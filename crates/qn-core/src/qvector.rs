//! Flow vectors (Qn vectors).
//!
//! A [`QVector`] holds up to [`MAX_HARMONICS`] harmonic components, each a 2D
//! vector `Q_n = Σ w·(cos nφ, sin nφ)`, together with the event multiplicity,
//! the sum of weights and a normalization tag.

use serde::{Deserialize, Serialize};

use crate::error::{Error, Result};

/// Highest supported harmonic.
pub const MAX_HARMONICS: usize = 8;

/// Sum of weights below which a vector is flagged as bad quality.
pub const MIN_SUM_OF_WEIGHTS: f64 = 1e-6;

/// A single 2D harmonic component.
#[derive(Debug, Clone, Copy, Default, PartialEq, Serialize, Deserialize)]
pub struct QVec {
    /// Cosine component.
    pub x: f64,
    /// Sine component.
    pub y: f64,
}

impl QVec {
    /// Construct from components.
    pub const fn new(x: f64, y: f64) -> Self {
        Self { x, y }
    }

    /// Euclidean magnitude.
    pub fn norm(&self) -> f64 {
        self.x.hypot(self.y)
    }

    /// Azimuth `atan2(y, x)`.
    pub fn phi(&self) -> f64 {
        self.y.atan2(self.x)
    }

    /// Both components finite.
    pub fn is_finite(&self) -> bool {
        self.x.is_finite() && self.y.is_finite()
    }

    /// Replace a non-finite component pair by zero.
    pub fn sanitized(self) -> Self {
        if self.is_finite() { self } else { Self::default() }
    }

    /// Rotate by `angle` radians.
    pub fn rotated(self, angle: f64) -> Self {
        let (s, c) = angle.sin_cos();
        Self { x: self.x * c - self.y * s, y: self.x * s + self.y * c }
    }
}

impl std::ops::Add for QVec {
    type Output = QVec;
    fn add(self, rhs: QVec) -> QVec {
        QVec::new(self.x + rhs.x, self.y + rhs.y)
    }
}

impl std::ops::Sub for QVec {
    type Output = QVec;
    fn sub(self, rhs: QVec) -> QVec {
        QVec::new(self.x - rhs.x, self.y - rhs.y)
    }
}

impl std::ops::Mul<f64> for QVec {
    type Output = QVec;
    fn mul(self, rhs: f64) -> QVec {
        QVec::new(self.x * rhs, self.y * rhs)
    }
}

impl std::ops::Div<f64> for QVec {
    type Output = QVec;
    fn div(self, rhs: f64) -> QVec {
        QVec::new(self.x / rhs, self.y / rhs)
    }
}

/// How a flow vector is normalized.
#[derive(Debug, Clone, Copy, Default, PartialEq, Eq, Hash, Serialize, Deserialize)]
#[serde(rename_all = "snake_case")]
pub enum Normalization {
    /// Raw sums.
    #[default]
    None,
    /// Divided by the sum of weights.
    M,
    /// Divided by the square root of the sum of weights.
    SqrtM,
    /// Each harmonic divided by its own magnitude.
    Magnitude,
}

/// Per-harmonic flow vector with normalization state.
#[derive(Debug, Clone, PartialEq, Serialize, Deserialize)]
pub struct QVector {
    harmonics: u16,
    q: [QVec; MAX_HARMONICS],
    magnitudes: [f64; MAX_HARMONICS],
    n: u32,
    sum_weights: f64,
    good_quality: bool,
    normalization: Normalization,
}

impl Default for QVector {
    fn default() -> Self {
        Self {
            harmonics: 0,
            q: [QVec::default(); MAX_HARMONICS],
            magnitudes: [0.0; MAX_HARMONICS],
            n: 0,
            sum_weights: 0.0,
            good_quality: false,
            normalization: Normalization::None,
        }
    }
}

fn check_harmonic(h: u8) -> Result<()> {
    if h == 0 || h as usize > MAX_HARMONICS {
        return Err(Error::Validation(format!(
            "harmonic {h} outside supported range 1..={MAX_HARMONICS}"
        )));
    }
    Ok(())
}

impl QVector {
    /// Empty raw vector with the given active harmonics.
    pub fn new(harmonics: &[u8]) -> Result<Self> {
        let mut bits = 0u16;
        for &h in harmonics {
            check_harmonic(h)?;
            bits |= 1 << h;
        }
        Ok(Self { harmonics: bits, ..Self::default() })
    }

    /// Active-harmonic bitset (bit `h` set for harmonic `h`).
    pub fn bits(&self) -> u16 {
        self.harmonics
    }

    /// Active harmonics in ascending order.
    pub fn harmonics(&self) -> impl Iterator<Item = u8> + '_ {
        (1..=MAX_HARMONICS as u8).filter(move |h| self.harmonics & (1 << h) != 0)
    }

    /// Whether harmonic `h` is active.
    pub fn has_harmonic(&self, h: u8) -> bool {
        (1..=MAX_HARMONICS as u8).contains(&h) && self.harmonics & (1 << h) != 0
    }

    /// Number of active harmonics.
    pub fn harmonic_count(&self) -> usize {
        self.harmonics.count_ones() as usize
    }

    /// Component of harmonic `h` (zero if inactive).
    pub fn q(&self, h: u8) -> QVec {
        if self.has_harmonic(h) { self.q[h as usize - 1] } else { QVec::default() }
    }

    /// Cosine component of harmonic `h`.
    pub fn x(&self, h: u8) -> f64 {
        self.q(h).x
    }

    /// Sine component of harmonic `h`.
    pub fn y(&self, h: u8) -> f64 {
        self.q(h).y
    }

    /// Overwrite harmonic `h`. Ignored for inactive harmonics.
    pub fn set_q(&mut self, h: u8, value: QVec) {
        if self.has_harmonic(h) {
            self.q[h as usize - 1] = value;
        }
    }

    /// Number of contributions.
    pub fn n(&self) -> u32 {
        self.n
    }

    /// Sum of contribution weights.
    pub fn sum_weights(&self) -> f64 {
        self.sum_weights
    }

    /// Current normalization tag.
    pub fn normalization(&self) -> Normalization {
        self.normalization
    }

    /// Quality flag set by [`QVector::check_quality`].
    pub fn is_good_quality(&self) -> bool {
        self.good_quality
    }

    /// Flag the vector good when its sum of weights exceeds [`MIN_SUM_OF_WEIGHTS`].
    pub fn check_quality(&mut self) -> bool {
        self.good_quality = self.sum_weights > MIN_SUM_OF_WEIGHTS;
        self.good_quality
    }

    /// Force the quality flag.
    pub fn set_good_quality(&mut self, good: bool) {
        self.good_quality = good;
    }

    /// Accumulate one contribution at azimuth `phi` with weight `weight`.
    ///
    /// Only meaningful on a raw (unnormalized) vector.
    pub fn add_particle(&mut self, phi: f64, weight: f64) {
        for h in 1..=MAX_HARMONICS as u8 {
            if self.harmonics & (1 << h) != 0 {
                let (s, c) = (f64::from(h) * phi).sin_cos();
                let q = &mut self.q[h as usize - 1];
                q.x += weight * c;
                q.y += weight * s;
            }
        }
        self.n += 1;
        self.sum_weights += weight;
    }

    /// Zero the components, counters and quality; keep harmonics.
    pub fn reset(&mut self) {
        let harmonics = self.harmonics;
        *self = Self { harmonics, ..Self::default() };
    }

    /// Copy with non-finite components replaced by zero.
    pub fn sanitized(&self) -> Self {
        let mut c = self.clone();
        for q in &mut c.q {
            *q = q.sanitized();
        }
        c
    }

    /// Remove the current normalization.
    pub fn denormal(&self) -> Self {
        let mut c = self.clone();
        let scale = |q: QVec, s: f64| if s == 0.0 { QVec::default() } else { q * s };
        for h in self.harmonics() {
            let i = h as usize - 1;
            c.q[i] = match self.normalization {
                Normalization::None => self.q[i],
                Normalization::M => scale(self.q[i], self.sum_weights),
                Normalization::SqrtM if self.sum_weights > 0.0 => {
                    self.q[i] * self.sum_weights.sqrt()
                }
                Normalization::SqrtM => QVec::default(),
                Normalization::Magnitude => scale(self.q[i], self.magnitudes[i]),
            };
        }
        c.magnitudes = [0.0; MAX_HARMONICS];
        c.normalization = Normalization::None;
        c
    }

    /// Copy normalized with `mode` (de-normalizing first).
    ///
    /// A zero sum of weights (or magnitude) yields the zero vector.
    pub fn normal(&self, mode: Normalization) -> Self {
        let mut c = self.denormal();
        for h in self.harmonics() {
            let i = h as usize - 1;
            let q = c.q[i];
            c.q[i] = match mode {
                Normalization::None => q,
                Normalization::M if c.sum_weights != 0.0 => q / c.sum_weights,
                Normalization::SqrtM if c.sum_weights > 0.0 => q / c.sum_weights.sqrt(),
                Normalization::Magnitude => {
                    let m = q.norm();
                    if m != 0.0 && m.is_finite() {
                        c.magnitudes[i] = m;
                        q / m
                    } else {
                        QVec::default()
                    }
                }
                _ => QVec::default(),
            };
        }
        c.normalization = mode;
        c
    }

    /// Normalize in place.
    pub fn normalize(&mut self, mode: Normalization) {
        *self = self.normal(mode);
    }

    /// Sum of two vectors after de-normalizing both.
    ///
    /// Components are paired by rank among active harmonics, so both operands
    /// must have the same number of active harmonics. The result takes the
    /// harmonic set of `other`, carries no normalization, and treats
    /// non-finite components as zero.
    pub fn combine(&self, other: &QVector) -> Result<QVector> {
        if self.harmonic_count() != other.harmonic_count() {
            return Err(Error::StructuralMismatch(format!(
                "cannot add flow vectors with {} and {} active harmonics",
                self.harmonic_count(),
                other.harmonic_count()
            )));
        }
        let a = self.denormal();
        let b = other.denormal();
        let mut c = QVector { harmonics: other.harmonics, ..QVector::default() };
        for (ha, hb) in a.harmonics().zip(b.harmonics()) {
            let i = hb as usize - 1;
            c.q[i] = a.q[ha as usize - 1].sanitized() + b.q[i].sanitized();
        }
        c.n = a.n + b.n;
        c.sum_weights = a.sum_weights + b.sum_weights;
        c.good_quality = a.good_quality || b.good_quality;
        Ok(c)
    }
}

#[cfg(test)]
mod tests {
    use super::*;
    use approx::assert_relative_eq;
    use proptest::prelude::*;
    use std::f64::consts::PI;

    fn vector_from(particles: &[(f64, f64)]) -> QVector {
        let mut q = QVector::new(&[1, 2, 3]).unwrap();
        for &(phi, w) in particles {
            q.add_particle(phi, w);
        }
        q.check_quality();
        q
    }

    #[test]
    fn add_particle_accumulates_harmonics() {
        let q = vector_from(&[(0.0, 1.0), (PI / 2.0, 2.0)]);
        assert_eq!(q.n(), 2);
        assert_relative_eq!(q.sum_weights(), 3.0);
        assert_relative_eq!(q.x(1), 1.0, epsilon = 1e-12);
        assert_relative_eq!(q.y(1), 2.0, epsilon = 1e-12);
        assert_relative_eq!(q.x(2), -1.0, epsilon = 1e-12);
        assert_eq!(q.q(4), QVec::default());
    }

    #[test]
    fn rejects_invalid_harmonics() {
        assert!(QVector::new(&[0]).is_err());
        assert!(QVector::new(&[9]).is_err());
        assert_eq!(QVector::new(&[2, 4]).unwrap().harmonics().collect::<Vec<_>>(), vec![2, 4]);
    }

    #[test]
    fn zero_weight_normalizes_to_zero() {
        let mut q = QVector::new(&[1]).unwrap();
        q.set_q(1, QVec::new(0.3, 0.4));
        let m = q.normal(Normalization::M);
        assert_eq!(m.q(1), QVec::default());
        let s = q.normal(Normalization::SqrtM);
        assert_eq!(s.q(1), QVec::default());
        assert!(!q.clone().check_quality());
    }

    #[test]
    fn magnitude_normalization_is_invertible() {
        let q = vector_from(&[(0.3, 2.0), (1.1, 1.0), (2.9, 0.5)]);
        let m = q.normal(Normalization::Magnitude);
        assert_relative_eq!(m.q(1).norm(), 1.0, epsilon = 1e-12);
        let back = m.denormal();
        for h in [1u8, 2, 3] {
            assert_relative_eq!(back.x(h), q.x(h), epsilon = 1e-12);
            assert_relative_eq!(back.y(h), q.y(h), epsilon = 1e-12);
        }
    }

    #[test]
    fn combine_takes_right_bits_and_drops_nan() {
        let mut a = QVector::new(&[1, 2]).unwrap();
        a.add_particle(0.0, 1.0);
        a.set_q(2, QVec::new(f64::NAN, 1.0));
        let mut b = QVector::new(&[2, 3]).unwrap();
        b.add_particle(0.0, 1.0);
        let c = a.combine(&b).unwrap();
        assert_eq!(c.bits(), b.bits());
        assert_eq!(c.n(), 2);
        assert_relative_eq!(c.x(2), 2.0);
        assert_relative_eq!(c.x(3), 1.0);
        assert_eq!(c.normalization(), Normalization::None);

        let d = QVector::new(&[1]).unwrap();
        assert!(matches!(a.combine(&d), Err(Error::StructuralMismatch(_))));
    }

    fn mode_strategy() -> impl Strategy<Value = Normalization> {
        prop_oneof![
            Just(Normalization::None),
            Just(Normalization::M),
            Just(Normalization::SqrtM),
            Just(Normalization::Magnitude),
        ]
    }

    fn particles() -> impl Strategy<Value = Vec<(f64, f64)>> {
        proptest::collection::vec((-PI..PI, 0.1f64..10.0), 1..20)
    }

    proptest! {
        #[test]
        fn prop_normal_denormal_round_trip(parts in particles(), mode in mode_strategy()) {
            let v = vector_from(&parts);
            let back = v.normal(mode).denormal();
            let raw = v.denormal();
            for h in [1u8, 2, 3] {
                prop_assert!((back.x(h) - raw.x(h)).abs() <= 1e-9 * (1.0 + raw.x(h).abs()));
                prop_assert!((back.y(h) - raw.y(h)).abs() <= 1e-9 * (1.0 + raw.y(h).abs()));
            }
        }

        #[test]
        fn prop_degenerate_weight_is_zero_both_sides(mode in mode_strategy()) {
            let v = QVector::new(&[1, 2]).unwrap();
            let back = v.normal(mode).denormal();
            prop_assert_eq!(back.q(1), QVec::default());
            prop_assert_eq!(v.denormal().q(1), QVec::default());
        }

        #[test]
        fn prop_combine_then_normalize_matches_merged_sample(
            pa in particles(),
            pb in particles(),
            mode in mode_strategy(),
        ) {
            let a = vector_from(&pa).normal(mode);
            let b = vector_from(&pb).normal(mode);
            let merged: Vec<(f64, f64)> = pa.iter().chain(&pb).copied().collect();
            let expected = vector_from(&merged).normal(mode);
            let got = a.combine(&b).unwrap().normal(mode);
            for h in [1u8, 2, 3] {
                prop_assert!((got.x(h) - expected.x(h)).abs() <= 1e-9 * (1.0 + expected.x(h).abs()));
                prop_assert!((got.y(h) - expected.y(h)).abs() <= 1e-9 * (1.0 + expected.y(h).abs()));
            }
            prop_assert_eq!(got.n(), expected.n());
        }
    }
}
//! Error types for qn-core

use thiserror::Error;

/// Qn analysis error type
#[derive(Error, Debug)]
pub enum Error {
    /// Containers or flow vectors with incompatible structure were combined.
    #[error("Structural mismatch: {0}")]
    StructuralMismatch(String),

    /// Explicit multi-index access outside an axis.
    #[error("Out of range: {0}")]
    OutOfRange(String),

    /// Named axis does not exist in the container.
    #[error("Axis not found: {0}")]
    AxisNotFound(String),

    /// Invalid configuration or argument.
    #[error("Validation error: {0}")]
    Validation(String),

    /// I/O error
    #[error("I/O error: {0}")]
    Io(#[from] std::io::Error),

    /// JSON parsing error
    #[error("JSON error: {0}")]
    Json(#[from] serde_json::Error),
}

/// Result type alias
pub type Result<T> = std::result::Result<T, Error>;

• • • • •

The lines above, starting at the one with "use proptest::prelude::*;" and ending at the one with "assert_eq!(q.n(), 2);", are the only ones to return, exactly as written.

* _Solution to this exercise_
    use proptest::prelude::*;
    use std::f64::consts::PI;

    fn vector_from(particles: &[(f64, f64)]) -> QVector {
        let mut q = QVector::new(&[1, 2, 3]).unwrap();
        for &(phi, w) in particles {
            q.add_particle(phi, w);
        }
        q.check_quality();
        q
    }

    #[test]
    fn add_particle_accumulates_harmonics() {
        let q = vector_from(&[(0.0, 1.0), (PI / 2.0, 2.0)]);
        assert_eq!(q.n(), 2);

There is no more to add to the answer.